- [Aim of the task] How many lines in the entries below include the string "refusing"? Answer with the number only.

- [Record extracts]

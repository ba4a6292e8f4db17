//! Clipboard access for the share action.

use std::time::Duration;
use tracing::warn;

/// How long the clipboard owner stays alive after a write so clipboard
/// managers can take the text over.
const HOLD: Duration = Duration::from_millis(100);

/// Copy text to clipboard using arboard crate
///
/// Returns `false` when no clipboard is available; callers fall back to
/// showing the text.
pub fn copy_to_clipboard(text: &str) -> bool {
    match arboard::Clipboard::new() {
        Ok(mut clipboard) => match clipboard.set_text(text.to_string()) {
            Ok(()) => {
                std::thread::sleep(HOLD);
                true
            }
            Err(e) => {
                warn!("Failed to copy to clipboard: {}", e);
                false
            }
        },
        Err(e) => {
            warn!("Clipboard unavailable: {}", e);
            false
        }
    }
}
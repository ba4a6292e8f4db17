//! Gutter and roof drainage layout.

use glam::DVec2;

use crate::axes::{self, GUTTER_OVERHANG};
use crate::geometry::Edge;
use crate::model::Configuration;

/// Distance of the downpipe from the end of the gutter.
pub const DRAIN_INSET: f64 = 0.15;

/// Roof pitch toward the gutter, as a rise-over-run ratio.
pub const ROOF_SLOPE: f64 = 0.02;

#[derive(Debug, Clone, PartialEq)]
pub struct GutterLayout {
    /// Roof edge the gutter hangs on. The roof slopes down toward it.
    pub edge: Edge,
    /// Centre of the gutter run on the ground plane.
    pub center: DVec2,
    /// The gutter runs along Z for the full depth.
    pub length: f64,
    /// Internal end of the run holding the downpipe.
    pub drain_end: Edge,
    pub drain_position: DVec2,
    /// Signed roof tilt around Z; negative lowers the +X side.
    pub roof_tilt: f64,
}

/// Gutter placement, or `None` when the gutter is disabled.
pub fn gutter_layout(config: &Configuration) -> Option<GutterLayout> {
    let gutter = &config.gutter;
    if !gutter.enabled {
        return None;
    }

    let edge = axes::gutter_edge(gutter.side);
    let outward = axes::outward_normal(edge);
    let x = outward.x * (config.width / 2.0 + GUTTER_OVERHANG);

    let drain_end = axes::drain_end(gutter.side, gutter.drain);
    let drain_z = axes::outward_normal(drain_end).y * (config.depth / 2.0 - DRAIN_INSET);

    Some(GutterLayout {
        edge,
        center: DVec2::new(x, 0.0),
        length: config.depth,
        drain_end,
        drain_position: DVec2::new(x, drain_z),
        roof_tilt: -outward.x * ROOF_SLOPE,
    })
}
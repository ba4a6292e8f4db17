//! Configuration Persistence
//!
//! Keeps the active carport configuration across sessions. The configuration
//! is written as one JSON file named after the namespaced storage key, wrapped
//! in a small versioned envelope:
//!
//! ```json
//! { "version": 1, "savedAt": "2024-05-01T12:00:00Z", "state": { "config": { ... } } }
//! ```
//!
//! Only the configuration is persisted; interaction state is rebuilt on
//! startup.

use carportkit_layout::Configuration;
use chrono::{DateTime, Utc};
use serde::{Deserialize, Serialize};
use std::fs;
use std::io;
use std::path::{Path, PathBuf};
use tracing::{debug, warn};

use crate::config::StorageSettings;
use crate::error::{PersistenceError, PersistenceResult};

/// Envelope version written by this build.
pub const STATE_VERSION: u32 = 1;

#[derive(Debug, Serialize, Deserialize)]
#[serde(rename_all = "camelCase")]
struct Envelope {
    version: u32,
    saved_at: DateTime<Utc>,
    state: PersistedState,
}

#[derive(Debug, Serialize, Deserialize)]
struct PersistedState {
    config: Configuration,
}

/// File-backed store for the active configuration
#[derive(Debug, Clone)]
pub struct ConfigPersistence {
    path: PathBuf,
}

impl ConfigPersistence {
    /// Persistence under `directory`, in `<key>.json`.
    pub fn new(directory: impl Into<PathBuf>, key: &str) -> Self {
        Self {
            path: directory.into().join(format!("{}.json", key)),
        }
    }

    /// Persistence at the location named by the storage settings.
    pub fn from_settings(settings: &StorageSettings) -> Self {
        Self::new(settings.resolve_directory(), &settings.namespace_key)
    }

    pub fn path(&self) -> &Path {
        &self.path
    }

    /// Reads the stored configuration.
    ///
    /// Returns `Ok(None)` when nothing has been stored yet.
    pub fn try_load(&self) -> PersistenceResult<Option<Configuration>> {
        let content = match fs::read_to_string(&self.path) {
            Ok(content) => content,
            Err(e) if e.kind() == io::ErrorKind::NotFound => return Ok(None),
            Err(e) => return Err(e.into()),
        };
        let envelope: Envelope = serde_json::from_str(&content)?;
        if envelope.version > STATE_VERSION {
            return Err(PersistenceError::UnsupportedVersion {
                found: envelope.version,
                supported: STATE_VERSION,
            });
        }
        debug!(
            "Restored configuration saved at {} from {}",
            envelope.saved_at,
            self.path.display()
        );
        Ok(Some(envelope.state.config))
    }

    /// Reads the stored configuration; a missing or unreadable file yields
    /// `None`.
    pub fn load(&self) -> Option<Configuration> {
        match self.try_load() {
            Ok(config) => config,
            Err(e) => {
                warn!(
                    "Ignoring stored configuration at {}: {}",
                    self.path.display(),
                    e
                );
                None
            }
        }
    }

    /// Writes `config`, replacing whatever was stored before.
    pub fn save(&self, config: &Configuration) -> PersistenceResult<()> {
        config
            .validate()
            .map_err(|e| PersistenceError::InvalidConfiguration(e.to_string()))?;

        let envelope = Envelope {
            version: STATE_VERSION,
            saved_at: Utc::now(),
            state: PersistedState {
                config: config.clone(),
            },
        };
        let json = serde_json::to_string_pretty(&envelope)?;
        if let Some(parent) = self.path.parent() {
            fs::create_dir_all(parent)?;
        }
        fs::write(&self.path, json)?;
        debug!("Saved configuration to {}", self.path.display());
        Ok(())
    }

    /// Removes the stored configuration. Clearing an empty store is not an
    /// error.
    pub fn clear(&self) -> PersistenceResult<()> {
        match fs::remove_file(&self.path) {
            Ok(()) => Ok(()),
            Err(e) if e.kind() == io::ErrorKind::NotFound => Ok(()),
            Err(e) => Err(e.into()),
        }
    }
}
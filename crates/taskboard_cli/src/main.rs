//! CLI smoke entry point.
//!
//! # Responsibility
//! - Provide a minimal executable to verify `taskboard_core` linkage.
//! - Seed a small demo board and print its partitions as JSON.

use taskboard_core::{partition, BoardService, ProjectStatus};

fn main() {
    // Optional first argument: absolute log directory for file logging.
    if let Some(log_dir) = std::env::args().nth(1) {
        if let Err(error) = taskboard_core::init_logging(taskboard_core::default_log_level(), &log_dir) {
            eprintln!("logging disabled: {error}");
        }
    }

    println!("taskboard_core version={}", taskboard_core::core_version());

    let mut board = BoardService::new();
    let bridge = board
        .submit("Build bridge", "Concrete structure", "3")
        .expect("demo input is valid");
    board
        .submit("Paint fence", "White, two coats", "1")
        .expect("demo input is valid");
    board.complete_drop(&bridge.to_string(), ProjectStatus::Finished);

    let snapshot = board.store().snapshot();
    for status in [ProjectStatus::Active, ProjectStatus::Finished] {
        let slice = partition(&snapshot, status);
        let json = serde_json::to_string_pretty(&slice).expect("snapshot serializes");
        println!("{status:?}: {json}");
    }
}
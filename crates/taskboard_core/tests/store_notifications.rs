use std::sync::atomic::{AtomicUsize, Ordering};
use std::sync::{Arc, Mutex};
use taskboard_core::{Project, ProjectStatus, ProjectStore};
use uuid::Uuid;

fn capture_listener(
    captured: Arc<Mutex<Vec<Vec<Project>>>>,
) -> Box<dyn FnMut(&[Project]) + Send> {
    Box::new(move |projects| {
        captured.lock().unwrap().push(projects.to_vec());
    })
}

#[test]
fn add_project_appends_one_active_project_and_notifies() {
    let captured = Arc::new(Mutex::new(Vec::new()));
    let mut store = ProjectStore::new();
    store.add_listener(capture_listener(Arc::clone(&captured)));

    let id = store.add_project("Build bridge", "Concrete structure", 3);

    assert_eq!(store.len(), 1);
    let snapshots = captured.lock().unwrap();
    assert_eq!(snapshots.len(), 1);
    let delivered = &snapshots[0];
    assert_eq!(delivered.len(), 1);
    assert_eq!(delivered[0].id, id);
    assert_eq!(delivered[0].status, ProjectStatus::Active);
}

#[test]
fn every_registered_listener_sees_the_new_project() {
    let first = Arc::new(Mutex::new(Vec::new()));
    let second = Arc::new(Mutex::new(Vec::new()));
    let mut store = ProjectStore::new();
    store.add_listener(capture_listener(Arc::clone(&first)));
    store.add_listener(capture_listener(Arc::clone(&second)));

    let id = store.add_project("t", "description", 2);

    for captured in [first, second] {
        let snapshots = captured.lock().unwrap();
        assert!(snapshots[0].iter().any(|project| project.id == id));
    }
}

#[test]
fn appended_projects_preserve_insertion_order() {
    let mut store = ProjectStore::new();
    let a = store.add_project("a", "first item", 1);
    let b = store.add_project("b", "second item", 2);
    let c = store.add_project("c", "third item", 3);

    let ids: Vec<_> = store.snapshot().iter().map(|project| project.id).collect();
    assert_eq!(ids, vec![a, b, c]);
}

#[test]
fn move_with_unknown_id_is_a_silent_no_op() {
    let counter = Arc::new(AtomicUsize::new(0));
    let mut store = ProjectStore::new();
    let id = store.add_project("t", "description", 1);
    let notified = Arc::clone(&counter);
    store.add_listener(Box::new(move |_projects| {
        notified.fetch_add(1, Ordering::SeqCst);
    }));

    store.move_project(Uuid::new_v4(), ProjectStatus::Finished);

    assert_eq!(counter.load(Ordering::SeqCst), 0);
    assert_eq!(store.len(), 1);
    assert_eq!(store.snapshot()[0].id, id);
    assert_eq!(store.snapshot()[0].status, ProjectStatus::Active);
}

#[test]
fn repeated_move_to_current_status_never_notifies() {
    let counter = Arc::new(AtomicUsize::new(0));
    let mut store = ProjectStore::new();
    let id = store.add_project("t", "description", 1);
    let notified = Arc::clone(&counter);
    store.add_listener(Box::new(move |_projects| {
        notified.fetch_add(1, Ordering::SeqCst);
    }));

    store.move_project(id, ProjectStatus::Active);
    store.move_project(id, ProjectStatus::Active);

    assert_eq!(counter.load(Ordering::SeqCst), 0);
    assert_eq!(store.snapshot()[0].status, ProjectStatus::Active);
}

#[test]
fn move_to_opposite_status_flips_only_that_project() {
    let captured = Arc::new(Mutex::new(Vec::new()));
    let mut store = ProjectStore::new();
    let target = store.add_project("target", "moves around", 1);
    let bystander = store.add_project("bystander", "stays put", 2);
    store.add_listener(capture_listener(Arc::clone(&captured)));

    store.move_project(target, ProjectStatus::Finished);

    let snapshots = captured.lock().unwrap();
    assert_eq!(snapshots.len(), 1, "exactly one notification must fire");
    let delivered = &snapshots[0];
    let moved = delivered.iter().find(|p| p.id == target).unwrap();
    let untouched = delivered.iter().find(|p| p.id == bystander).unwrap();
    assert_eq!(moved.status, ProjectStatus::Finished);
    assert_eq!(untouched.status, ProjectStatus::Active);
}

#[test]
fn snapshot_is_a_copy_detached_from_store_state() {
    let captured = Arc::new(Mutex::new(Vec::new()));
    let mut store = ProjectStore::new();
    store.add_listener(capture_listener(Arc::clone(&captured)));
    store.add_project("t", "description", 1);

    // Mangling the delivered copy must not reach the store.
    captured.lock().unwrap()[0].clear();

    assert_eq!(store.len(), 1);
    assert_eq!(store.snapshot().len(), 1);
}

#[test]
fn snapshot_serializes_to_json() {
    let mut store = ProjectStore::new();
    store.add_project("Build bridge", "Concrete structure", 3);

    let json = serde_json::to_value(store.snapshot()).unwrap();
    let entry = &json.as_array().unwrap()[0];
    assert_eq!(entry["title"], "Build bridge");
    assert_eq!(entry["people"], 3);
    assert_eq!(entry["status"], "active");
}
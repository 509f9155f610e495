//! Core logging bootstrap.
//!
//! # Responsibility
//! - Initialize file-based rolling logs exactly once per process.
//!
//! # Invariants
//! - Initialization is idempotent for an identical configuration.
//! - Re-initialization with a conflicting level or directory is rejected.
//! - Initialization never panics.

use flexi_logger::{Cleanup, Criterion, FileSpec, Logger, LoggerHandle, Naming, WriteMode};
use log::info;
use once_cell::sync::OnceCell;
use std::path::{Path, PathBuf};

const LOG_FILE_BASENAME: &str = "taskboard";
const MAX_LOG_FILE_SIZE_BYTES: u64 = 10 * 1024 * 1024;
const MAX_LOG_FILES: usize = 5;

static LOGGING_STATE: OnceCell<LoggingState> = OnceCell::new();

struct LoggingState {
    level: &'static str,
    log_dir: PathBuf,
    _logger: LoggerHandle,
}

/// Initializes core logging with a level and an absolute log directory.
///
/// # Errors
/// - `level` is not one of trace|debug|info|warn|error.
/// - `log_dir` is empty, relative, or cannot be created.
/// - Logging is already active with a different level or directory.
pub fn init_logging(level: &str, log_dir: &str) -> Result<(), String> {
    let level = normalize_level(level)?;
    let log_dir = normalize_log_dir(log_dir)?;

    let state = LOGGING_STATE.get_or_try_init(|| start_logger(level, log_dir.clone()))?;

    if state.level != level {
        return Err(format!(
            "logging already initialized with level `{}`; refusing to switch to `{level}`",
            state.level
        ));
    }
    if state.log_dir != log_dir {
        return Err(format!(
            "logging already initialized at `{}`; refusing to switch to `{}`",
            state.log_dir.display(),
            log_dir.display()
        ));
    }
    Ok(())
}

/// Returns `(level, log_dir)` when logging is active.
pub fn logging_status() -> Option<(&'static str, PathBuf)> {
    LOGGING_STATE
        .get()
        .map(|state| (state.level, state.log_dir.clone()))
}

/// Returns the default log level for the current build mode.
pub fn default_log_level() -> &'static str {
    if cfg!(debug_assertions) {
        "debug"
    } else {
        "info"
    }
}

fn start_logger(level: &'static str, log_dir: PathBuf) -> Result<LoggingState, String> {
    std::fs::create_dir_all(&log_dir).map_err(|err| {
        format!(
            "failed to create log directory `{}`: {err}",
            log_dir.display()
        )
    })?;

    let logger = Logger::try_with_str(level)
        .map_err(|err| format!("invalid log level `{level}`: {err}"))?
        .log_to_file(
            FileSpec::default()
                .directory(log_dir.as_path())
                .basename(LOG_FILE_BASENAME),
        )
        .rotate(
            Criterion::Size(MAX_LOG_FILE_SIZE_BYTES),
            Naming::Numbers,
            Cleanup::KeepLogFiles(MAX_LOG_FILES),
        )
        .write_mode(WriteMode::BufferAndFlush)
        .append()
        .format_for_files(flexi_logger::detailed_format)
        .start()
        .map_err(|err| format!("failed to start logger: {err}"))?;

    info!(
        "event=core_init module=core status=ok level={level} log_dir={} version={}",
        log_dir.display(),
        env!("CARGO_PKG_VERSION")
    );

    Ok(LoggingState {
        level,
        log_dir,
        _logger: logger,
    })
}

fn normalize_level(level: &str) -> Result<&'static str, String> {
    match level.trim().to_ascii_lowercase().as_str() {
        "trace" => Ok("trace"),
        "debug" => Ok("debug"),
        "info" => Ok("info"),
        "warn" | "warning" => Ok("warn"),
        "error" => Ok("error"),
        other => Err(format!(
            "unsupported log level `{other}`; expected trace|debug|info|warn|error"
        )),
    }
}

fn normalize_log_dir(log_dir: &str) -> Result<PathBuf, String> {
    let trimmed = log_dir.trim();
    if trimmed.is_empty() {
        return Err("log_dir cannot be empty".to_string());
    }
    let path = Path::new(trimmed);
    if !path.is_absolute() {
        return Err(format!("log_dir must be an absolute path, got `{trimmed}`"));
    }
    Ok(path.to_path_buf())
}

- [Answer to this task] 2